Resultate des Tierschutzvolksbegehren sind umzusetzen

St. Pölten (SPI) - Bundesministerin Barbara Prammer und Klubobmann Peter Kostelka forderten erneut die Einführung eines Bundestierschutzgesetzes, welches die wichtigsten Punkte des Tierschutzvolksbegehrens, das von 650.000 Österreichern und Österreicherinnen unterzeichnet wurde, berücksichtigt. Im konkreten kämfen die Sozialdemokraten für ein Bundesgesetz für Tierschutz, Bestimmungen über die Haltung von Heimtieren, Wildtieren, Pelztieren. Weiters müssen auch Regelungen für Sporttiere bzw. für Veranstaltungen bei denen sie mitwirken und die Haltung in Tierheimen adaptiert werden. Darüber hinaus soll eine Verleihung eines Tierschutzsiegels für Betriebe mit Nutztieren ermöglicht werden. Zu guter letzt ist die Schaffung eines Tierschutzbeirates und einer Tierschutzanwaltschaft erforderlich.

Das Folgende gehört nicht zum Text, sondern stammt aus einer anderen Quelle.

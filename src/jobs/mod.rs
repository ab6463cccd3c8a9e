//! Job registry and state machine.
//!
//! The registry is the single owner and sole mutator of job records. Other
//! components read snapshot clones. State transitions:
//!
//!   queued --start--> running --success--> completed
//!                     running --failure--> failed
//!   {queued, running} --cancel--> cancelled
//!
//! Cancellation is cooperative: a cancel while running does not stop the
//! in-flight engine; finalization checks status first and discards the
//! result of a cancelled job.

mod runner;
mod types;

pub use runner::JobRunner;
pub use types::{Job, JobStatus};

use std::collections::HashMap;
use std::path::{Path, PathBuf};
use std::sync::Arc;

use parking_lot::RwLock;
use serde::Serialize;
use tokio::sync::broadcast;

use morphd_core::{BatchId, Category, Error, JobId, Result};
use morphd_engines::ConvertOptions;

const EVENT_CHANNEL_CAPACITY: usize = 256;

/// Job lifecycle event for observers.
#[derive(Debug, Clone, Serialize)]
#[serde(tag = "event_type", rename_all = "snake_case")]
pub enum JobEvent {
    Queued {
        #[serde(flatten)]
        job: Job,
    },
    Started {
        id: JobId,
    },
    Progress {
        id: JobId,
        progress: u8,
        eta_seconds: Option<u64>,
    },
    Completed {
        #[serde(flatten)]
        job: Job,
    },
    Failed {
        id: JobId,
        error: String,
    },
    Cancelled {
        id: JobId,
    },
}

/// In-memory job table. Volatile by design: records live from submission
/// until output retrieval or cancellation cleanup.
pub struct JobRegistry {
    jobs: RwLock<HashMap<JobId, Job>>,
    event_tx: broadcast::Sender<JobEvent>,
}

impl JobRegistry {
    pub fn new() -> Arc<Self> {
        let (event_tx, _) = broadcast::channel(EVENT_CHANNEL_CAPACITY);
        Arc::new(Self {
            jobs: RwLock::new(HashMap::new()),
            event_tx,
        })
    }

    pub fn subscribe(&self) -> broadcast::Receiver<JobEvent> {
        self.event_tx.subscribe()
    }

    fn broadcast(&self, event: JobEvent) {
        if self.event_tx.send(event).is_err() {
            tracing::trace!("No subscribers for job event");
        }
    }

    /// Create a job in the queued state.
    pub fn create(
        &self,
        input_path: PathBuf,
        category: Category,
        output_format: String,
        options: ConvertOptions,
        batch_id: Option<BatchId>,
    ) -> Job {
        let job = Job::new(input_path, category, output_format, options, batch_id);

        {
            let mut jobs = self.jobs.write();
            jobs.insert(job.id, job.clone());
        }

        self.broadcast(JobEvent::Queued { job: job.clone() });
        job
    }

    /// Transition a queued job to running. Returns false if the job is
    /// gone or was cancelled while queued, in which case the caller must
    /// skip execution.
    pub fn start(&self, id: JobId) -> bool {
        let started = {
            let mut jobs = self.jobs.write();
            match jobs.get_mut(&id) {
                Some(job) if job.status == JobStatus::Queued => {
                    job.start();
                    true
                }
                _ => false,
            }
        };

        if started {
            self.broadcast(JobEvent::Started { id });
        }
        started
    }

    /// Apply a progress sample to a running job. Non-running jobs and
    /// regressive samples are ignored, so any observer sees a
    /// non-decreasing progress stream.
    pub fn update_progress(&self, id: JobId, percent: u8) {
        let update = {
            let mut jobs = self.jobs.write();
            match jobs.get_mut(&id) {
                Some(job) if job.status == JobStatus::Running => {
                    job.update_progress(percent);
                    Some((job.progress, job.eta_seconds))
                }
                _ => None,
            }
        };

        if let Some((progress, eta_seconds)) = update {
            self.broadcast(JobEvent::Progress {
                id,
                progress,
                eta_seconds,
            });
        }
    }

    /// Finalize a successful conversion.
    ///
    /// If the job was cancelled while the engine was in flight, the result
    /// is discarded: the produced artifacts are removed best-effort and the
    /// record is left untouched (cancellation wins over a late completion).
    pub fn complete(&self, id: JobId, output_paths: Vec<PathBuf>) {
        let completed = {
            let mut jobs = self.jobs.write();
            match jobs.get_mut(&id) {
                Some(job) if job.status == JobStatus::Running => {
                    job.complete(output_paths.clone());
                    Some(job.clone())
                }
                Some(job) if job.status == JobStatus::Cancelled => None,
                other => {
                    tracing::warn!(
                        "Ignoring completion of job {} in state {:?}",
                        id,
                        other.map(|j| j.status)
                    );
                    return;
                }
            }
        };

        match completed {
            Some(job) => self.broadcast(JobEvent::Completed { job }),
            None => {
                tracing::info!("Job {} was cancelled; discarding conversion result", id);
                remove_artifacts(&output_paths);
            }
        }
    }

    /// Record a failed conversion. Failures of cancelled jobs are dropped
    /// silently; the job already reached a terminal state.
    pub fn fail(&self, id: JobId, error: &str) {
        let failed = {
            let mut jobs = self.jobs.write();
            match jobs.get_mut(&id) {
                Some(job) if job.status == JobStatus::Running => {
                    job.fail(error);
                    true
                }
                _ => false,
            }
        };

        if failed {
            self.broadcast(JobEvent::Failed {
                id,
                error: error.to_string(),
            });
        }
    }

    /// Cancel a non-terminal job, removing its artifacts best-effort.
    ///
    /// # Errors
    ///
    /// [`Error::NotFound`] for unknown ids; [`Error::InvalidState`] when
    /// the job is already terminal.
    pub fn cancel(&self, id: JobId) -> Result<Job> {
        let (job, artifacts) = {
            let mut jobs = self.jobs.write();
            let job = jobs
                .get_mut(&id)
                .ok_or_else(|| Error::not_found(format!("job {id}")))?;

            if job.status.is_terminal() {
                return Err(Error::invalid_state(format!(
                    "job {id} is already {}",
                    job.status
                )));
            }

            job.cancel();
            let mut artifacts = job.output_paths.clone();
            artifacts.push(job.input_path.clone());
            (job.clone(), artifacts)
        };

        remove_artifacts(&artifacts);
        self.broadcast(JobEvent::Cancelled { id });
        Ok(job)
    }

    /// Snapshot of one job.
    pub fn get(&self, id: JobId) -> Option<Job> {
        let jobs = self.jobs.read();
        jobs.get(&id).cloned()
    }

    /// Snapshot of all jobs, newest first.
    pub fn list(&self) -> Vec<Job> {
        let jobs = self.jobs.read();
        let mut all: Vec<Job> = jobs.values().cloned().collect();
        all.sort_by(|a, b| b.created_at.cmp(&a.created_at));
        all
    }

    /// Called once the output has been delivered: remove output and input
    /// artifacts best-effort and drop the job record.
    pub fn finalize_and_evict(&self, id: JobId) -> Result<()> {
        let job = {
            let mut jobs = self.jobs.write();
            jobs.remove(&id)
                .ok_or_else(|| Error::not_found(format!("job {id}")))?
        };

        let mut artifacts = job.output_paths.clone();
        artifacts.push(job.input_path.clone());
        remove_artifacts(&artifacts);

        tracing::debug!("Evicted job {}", id);
        Ok(())
    }
}

/// Best-effort artifact deletion: failures are logged, never raised.
fn remove_artifacts(paths: &[PathBuf]) {
    for path in paths {
        remove_artifact(path);
    }
}

fn remove_artifact(path: &Path) {
    match std::fs::remove_file(path) {
        Ok(()) => tracing::debug!("Removed artifact {}", path.display()),
        Err(e) if e.kind() == std::io::ErrorKind::NotFound => {}
        Err(e) => tracing::warn!("Failed to remove artifact {}: {}", path.display(), e),
    }
}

Für all diese Verbesserungen im Rahmen des Tierschutzes treten die Sozialdemokraten ein.****

Die ÖVP hingegen will an althergebrachte Haltungsformen aus wirtschaftlichen Gründen auf Kosten der Tiere festhalten, Eingriffe wie eine Kastration ohne Betäubung und andere Tierquälereien weiterhin erlauben und die Mindeststandards in den Landestierschutzgesetzen teilweise sogar noch unterbieten. Die zentralen Forderungen der Bürgerinnen und Bürger im Sinne ihres Tierschutzvolksbegehrens werden somit in keinster Weise von der ÖVP erfüllt. "Die österreichischen Sozialdemokraten und natürlich auch die SPÖ-NÖ werden alles daran setzen, die Forderungen des Volksbegehrens im Sinne eines effektiven Schutzes unserer Tiere umzusetzen," betont die Tierschutzsprecherin der NÖ Sozialdemokraten LAbg. Chrinstine Krammer.